In that spirit, the next few plots identify and eliminate the
outliers, and then refit the model. I’m going to switch
over to using broom
functions here, because too easy.
I think in the video I remove the points with the largest
absolute values of the residuals, which isn’t necessarily
a good definition of an outlier.
crabs <- augment(hsc1) # add model diagnostics
#which points have biggest residuals
crabs |> ## native pipe!!
rownames_to_column()|>
arrange(desc(abs(.resid))) |>
head()
## # A tibble: 6 x 9
## rowname weight width .fitted .resid .hat .sigma .cooksd .std.resid
## <chr> <int> <dbl> <dbl> <dbl> <dbl> <dbl> <dbl> <dbl>
## 1 69 1300 26.5 2486. -1186. 0.00583 252. 0.0581 -4.45
## 2 26 1300 26.2 2413. -1113. 0.00579 254. 0.0508 -4.18
## 3 79 1200 25.7 2292. -1092. 0.00625 255. 0.0528 -4.10
## 4 141 5200 33.5 4184. 1016. 0.0736 256. 0.618 3.95
## 5 14 1850 21 1151. 699. 0.0425 263. 0.158 2.67
## 6 91 3850 29.7 3262. 588. 0.0209 264. 0.0526 2.22
So rows 69, 26, 79, and 141 have large residuals, more than 50% larger than the remainder.

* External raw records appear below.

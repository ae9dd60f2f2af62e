// SPDX-License-Identifier: Apache-2.0 OR MIT
// Copyright (c) 2025-2026 naskel.com

//! Shared test adapters.

#![allow(dead_code)]

use knowledge_any::{AdapterError, ObjectAdapter};

pub fn init_logging() {
    let _ = env_logger::builder().is_test(true).try_init();
}

/// Fixed-layout point: three little-endian f64.
pub struct GeoPoint;

#[derive(Debug, Clone, Default, PartialEq)]
pub struct GeoPointBuilder {
    pub x: f64,
    pub y: f64,
    pub z: f64,
}

/// Zero-copy view over the 24 stored bytes.
#[derive(Debug, Clone, Copy)]
pub struct GeoPointReader<'a> {
    bytes: &'a [u8; 24],
}

impl GeoPointReader<'_> {
    fn field(&self, index: usize) -> f64 {
        let mut raw = [0u8; 8];
        raw.copy_from_slice(&self.bytes[index * 8..index * 8 + 8]);
        f64::from_le_bytes(raw)
    }

    pub fn x(&self) -> f64 {
        self.field(0)
    }

    pub fn y(&self) -> f64 {
        self.field(1)
    }

    pub fn z(&self) -> f64 {
        self.field(2)
    }
}

impl ObjectAdapter for GeoPoint {
    type Builder = GeoPointBuilder;
    type Reader<'a> = GeoPointReader<'a>;
    const SCHEMA: &'static str = "test.geo.Point";

    fn build_bytes(builder: &GeoPointBuilder) -> Result<Vec<u8>, AdapterError> {
        let mut out = Vec::with_capacity(24);
        for v in [builder.x, builder.y, builder.z] {
            out.extend_from_slice(&v.to_le_bytes());
        }
        Ok(out)
    }

    fn open_reader(bytes: &[u8]) -> Result<GeoPointReader<'_>, AdapterError> {
        let bytes: &[u8; 24] = bytes.try_into().map_err(|_| AdapterError::Truncated {
            need: 24,
            have: bytes.len(),
        })?;
        Ok(GeoPointReader { bytes })
    }
}

/// Variable-layout record: length-prefixed strings plus a phone list.
pub struct PersonBio;

#[derive(Debug, Clone, Default, PartialEq)]
pub struct PersonBioBuilder {
    pub name: String,
    pub email: String,
    pub birthdate: String,
    pub phones: Vec<String>,
}

#[derive(Debug, Clone, PartialEq)]
pub struct PersonBioReader<'a> {
    pub name: &'a str,
    pub email: &'a str,
    pub birthdate: &'a str,
    pub phones: Vec<&'a str>,
}

fn put_str(out: &mut Vec<u8>, s: &str) {
    out.extend_from_slice(&(s.len() as u32).to_le_bytes());
    out.extend_from_slice(s.as_bytes());
}

struct Cursor<'a> {
    bytes: &'a [u8],
}

impl<'a> Cursor<'a> {
    fn take(&mut self, n: usize) -> Result<&'a [u8], AdapterError> {
        if n > self.bytes.len() {
            return Err(AdapterError::Truncated {
                need: n,
                have: self.bytes.len(),
            });
        }
        let (head, tail) = self.bytes.split_at(n);
        self.bytes = tail;
        Ok(head)
    }

    fn u32(&mut self) -> Result<u32, AdapterError> {
        let b = self.take(4)?;
        Ok(u32::from_le_bytes([b[0], b[1], b[2], b[3]]))
    }

    fn str(&mut self) -> Result<&'a str, AdapterError> {
        let len = self.u32()? as usize;
        std::str::from_utf8(self.take(len)?)
            .map_err(|e| AdapterError::Malformed(format!("invalid UTF-8: {}", e)))
    }
}

impl ObjectAdapter for PersonBio {
    type Builder = PersonBioBuilder;
    type Reader<'a> = PersonBioReader<'a>;
    const SCHEMA: &'static str = "test.people.PersonBio";

    fn build_bytes(builder: &PersonBioBuilder) -> Result<Vec<u8>, AdapterError> {
        if builder.name.is_empty() {
            return Err(AdapterError::Incomplete("name is required".into()));
        }
        let mut out = Vec::new();
        put_str(&mut out, &builder.name);
        put_str(&mut out, &builder.email);
        put_str(&mut out, &builder.birthdate);
        out.extend_from_slice(&(builder.phones.len() as u32).to_le_bytes());
        for phone in &builder.phones {
            put_str(&mut out, phone);
        }
        Ok(out)
    }

    fn open_reader(bytes: &[u8]) -> Result<PersonBioReader<'_>, AdapterError> {
        let mut cursor = Cursor { bytes };
        let name = cursor.str()?;
        let email = cursor.str()?;
        let birthdate = cursor.str()?;
        let count = cursor.u32()? as usize;
        let mut phones = Vec::with_capacity(count.min(cursor.bytes.len() / 4));
        for _ in 0..count {
            phones.push(cursor.str()?);
        }
        if !cursor.bytes.is_empty() {
            return Err(AdapterError::Malformed(format!(
                "{} trailing bytes",
                cursor.bytes.len()
            )));
        }
        Ok(PersonBioReader {
            name,
            email,
            birthdate,
            phones,
        })
    }
}

pub fn sample_person() -> PersonBioBuilder {
    PersonBioBuilder {
        name: "Ada Lovelace".into(),
        email: "ada@example.org".into(),
        birthdate: "1815-12-10".into(),
        phones: vec!["+44 20 7946 0000".into(), "+44 20 7946 0001".into()],
    }
}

outliers <- c(26, 69, 79, 141)
hsc2 <- lm(weight~width, data = crabs[-outliers,])
plot(weight~width, data = crabs)
points(crabs[outliers,2, drop = TRUE], crabs[outliers,1, drop = TRUE], pch = "x", col = "red")
abline(hsc2, lwd = 2)
abline(hsc1, lty = 2)
The “outliers” are identified with the red ’x’s. The original fit is given with a dashed line. How do the residual plots look with the outliers removed?
qqnorm(residuals(hsc2))
qqline(residuals(hsc2))
and checking for non-linearity by plotting residuals against the independent variable width.
plot(crabs[-outliers, "width", drop = TRUE], residuals(hsc2),
xlab = "width [cm]", ylab = "Residuals",
main = "Residuals vs. Independent")
abline(h = 0, lwd = 2, lty = 2)
and finally with the function from my package.
check_assumptions(hsc2)
The scale-location plot in the bottom left also has a “guide” line at ~0.82, which turns out to be the expected value of the square root of the absolute value of the standardized residuals.
My students and I also developed a function that automatically plots the residuals against all the independent variables to check for possible non-linearities.
check_nonlinear(hsc2)
Hm. Clearly need to update that into ggplot for nice confidence regions!